**What you need to do:**
Exactly reproduce the data from its first line through the line with "with environment overrides", leaving out every line after it.

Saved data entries
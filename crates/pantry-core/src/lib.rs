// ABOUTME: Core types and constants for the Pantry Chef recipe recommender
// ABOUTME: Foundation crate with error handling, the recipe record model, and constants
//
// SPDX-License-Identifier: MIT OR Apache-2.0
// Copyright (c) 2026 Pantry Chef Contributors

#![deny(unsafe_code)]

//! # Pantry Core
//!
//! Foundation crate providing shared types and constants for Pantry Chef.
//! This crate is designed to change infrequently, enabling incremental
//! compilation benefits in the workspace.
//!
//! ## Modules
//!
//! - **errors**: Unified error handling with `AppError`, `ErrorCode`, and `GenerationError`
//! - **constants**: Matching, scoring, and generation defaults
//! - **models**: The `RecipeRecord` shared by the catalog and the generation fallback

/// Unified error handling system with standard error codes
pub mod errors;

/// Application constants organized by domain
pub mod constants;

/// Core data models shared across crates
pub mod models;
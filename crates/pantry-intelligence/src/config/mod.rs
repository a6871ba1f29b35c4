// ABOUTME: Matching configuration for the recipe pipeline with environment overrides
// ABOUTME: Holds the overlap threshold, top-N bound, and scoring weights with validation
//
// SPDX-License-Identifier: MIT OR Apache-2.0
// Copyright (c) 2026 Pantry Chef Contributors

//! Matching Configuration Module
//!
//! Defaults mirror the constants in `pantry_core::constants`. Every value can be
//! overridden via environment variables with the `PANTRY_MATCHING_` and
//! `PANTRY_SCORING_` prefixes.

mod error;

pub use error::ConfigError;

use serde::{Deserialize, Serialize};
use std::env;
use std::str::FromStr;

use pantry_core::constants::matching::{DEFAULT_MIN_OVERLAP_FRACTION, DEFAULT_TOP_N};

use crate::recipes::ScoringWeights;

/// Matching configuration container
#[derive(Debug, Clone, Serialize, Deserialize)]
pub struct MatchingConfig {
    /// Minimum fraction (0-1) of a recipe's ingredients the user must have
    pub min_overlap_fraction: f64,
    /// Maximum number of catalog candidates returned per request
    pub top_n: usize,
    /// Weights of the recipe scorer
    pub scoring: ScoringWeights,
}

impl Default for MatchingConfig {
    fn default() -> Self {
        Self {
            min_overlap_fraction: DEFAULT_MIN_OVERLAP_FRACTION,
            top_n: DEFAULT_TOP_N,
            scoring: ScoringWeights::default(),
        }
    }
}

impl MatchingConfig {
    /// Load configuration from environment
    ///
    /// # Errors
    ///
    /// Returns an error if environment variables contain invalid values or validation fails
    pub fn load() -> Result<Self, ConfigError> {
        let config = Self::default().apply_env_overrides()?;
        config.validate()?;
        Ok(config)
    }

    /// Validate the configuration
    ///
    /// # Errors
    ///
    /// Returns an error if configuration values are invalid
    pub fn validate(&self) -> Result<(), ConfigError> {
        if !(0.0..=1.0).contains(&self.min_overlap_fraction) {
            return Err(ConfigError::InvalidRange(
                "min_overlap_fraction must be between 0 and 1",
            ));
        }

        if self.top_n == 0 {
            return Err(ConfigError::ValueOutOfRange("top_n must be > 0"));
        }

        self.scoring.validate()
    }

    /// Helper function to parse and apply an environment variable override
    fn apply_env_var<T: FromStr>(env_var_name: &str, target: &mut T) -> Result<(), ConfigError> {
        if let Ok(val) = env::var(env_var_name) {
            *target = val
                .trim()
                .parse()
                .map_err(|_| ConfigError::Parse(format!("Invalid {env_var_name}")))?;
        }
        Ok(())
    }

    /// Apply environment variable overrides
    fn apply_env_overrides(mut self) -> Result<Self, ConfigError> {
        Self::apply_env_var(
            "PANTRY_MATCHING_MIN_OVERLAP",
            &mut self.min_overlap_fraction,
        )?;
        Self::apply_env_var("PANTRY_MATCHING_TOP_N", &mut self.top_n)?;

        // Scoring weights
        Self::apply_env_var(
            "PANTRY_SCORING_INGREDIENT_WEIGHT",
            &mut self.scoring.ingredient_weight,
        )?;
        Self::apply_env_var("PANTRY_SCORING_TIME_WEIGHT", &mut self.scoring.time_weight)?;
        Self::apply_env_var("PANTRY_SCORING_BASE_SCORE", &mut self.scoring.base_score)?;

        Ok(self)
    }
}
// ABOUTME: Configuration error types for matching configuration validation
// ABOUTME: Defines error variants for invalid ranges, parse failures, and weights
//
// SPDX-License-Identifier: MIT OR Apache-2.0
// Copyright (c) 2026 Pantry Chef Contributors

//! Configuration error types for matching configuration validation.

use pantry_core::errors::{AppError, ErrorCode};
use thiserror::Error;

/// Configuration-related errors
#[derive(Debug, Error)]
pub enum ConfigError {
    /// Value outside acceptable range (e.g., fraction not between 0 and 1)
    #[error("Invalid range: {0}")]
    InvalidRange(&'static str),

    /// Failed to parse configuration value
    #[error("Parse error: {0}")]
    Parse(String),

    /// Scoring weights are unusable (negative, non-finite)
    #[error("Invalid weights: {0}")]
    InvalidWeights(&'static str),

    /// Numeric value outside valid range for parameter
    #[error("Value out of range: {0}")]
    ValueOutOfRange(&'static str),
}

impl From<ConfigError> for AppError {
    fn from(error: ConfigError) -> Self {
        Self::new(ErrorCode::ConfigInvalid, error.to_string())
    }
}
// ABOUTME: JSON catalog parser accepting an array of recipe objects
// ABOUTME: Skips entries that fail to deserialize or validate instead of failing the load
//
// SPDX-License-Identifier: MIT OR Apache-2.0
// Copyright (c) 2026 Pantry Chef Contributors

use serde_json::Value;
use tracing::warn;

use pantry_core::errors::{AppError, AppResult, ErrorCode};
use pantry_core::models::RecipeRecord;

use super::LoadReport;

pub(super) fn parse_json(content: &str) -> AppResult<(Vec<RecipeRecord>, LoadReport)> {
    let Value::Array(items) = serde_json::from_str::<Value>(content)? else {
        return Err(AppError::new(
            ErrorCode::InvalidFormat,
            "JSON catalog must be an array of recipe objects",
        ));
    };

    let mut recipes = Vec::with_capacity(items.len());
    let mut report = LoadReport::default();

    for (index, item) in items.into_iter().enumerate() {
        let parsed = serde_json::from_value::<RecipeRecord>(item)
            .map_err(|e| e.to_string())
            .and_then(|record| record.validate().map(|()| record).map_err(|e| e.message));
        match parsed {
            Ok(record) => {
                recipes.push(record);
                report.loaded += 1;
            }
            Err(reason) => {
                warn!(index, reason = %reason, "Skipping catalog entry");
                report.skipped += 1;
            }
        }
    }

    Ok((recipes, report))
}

**Task response:**
filename crates/pantry-core/src/lib.rs
// ABOUTME: Core types and constants for the Pantry Chef recipe recommender
// ABOUTME: Foundation crate with error handling, the recipe record model, and constants
//
// SPDX-License-Identifier: MIT OR Apache-2.0
// Copyright (c) 2026 Pantry Chef Contributors

#![deny(unsafe_code)]

//! # Pantry Core
//!
//! Foundation crate providing shared types and constants for Pantry Chef.
//! This crate is designed to change infrequently, enabling incremental
//! compilation benefits in the workspace.
//!
//! ## Modules
//!
//! - **errors**: Unified error handling with `AppError`, `ErrorCode`, and `GenerationError`
//! - **constants**: Matching, scoring, and generation defaults
//! - **models**: The `RecipeRecord` shared by the catalog and the generation fallback

/// Unified error handling system with standard error codes
pub mod errors;

/// Application constants organized by domain
pub mod constants;

/// Core data models shared across crates
pub mod models;
filename crates/pantry-intelligence/src/config/mod.rs
repository a6871ba1f29b35c4
// ABOUTME: Matching configuration for the recipe pipeline with environment overrides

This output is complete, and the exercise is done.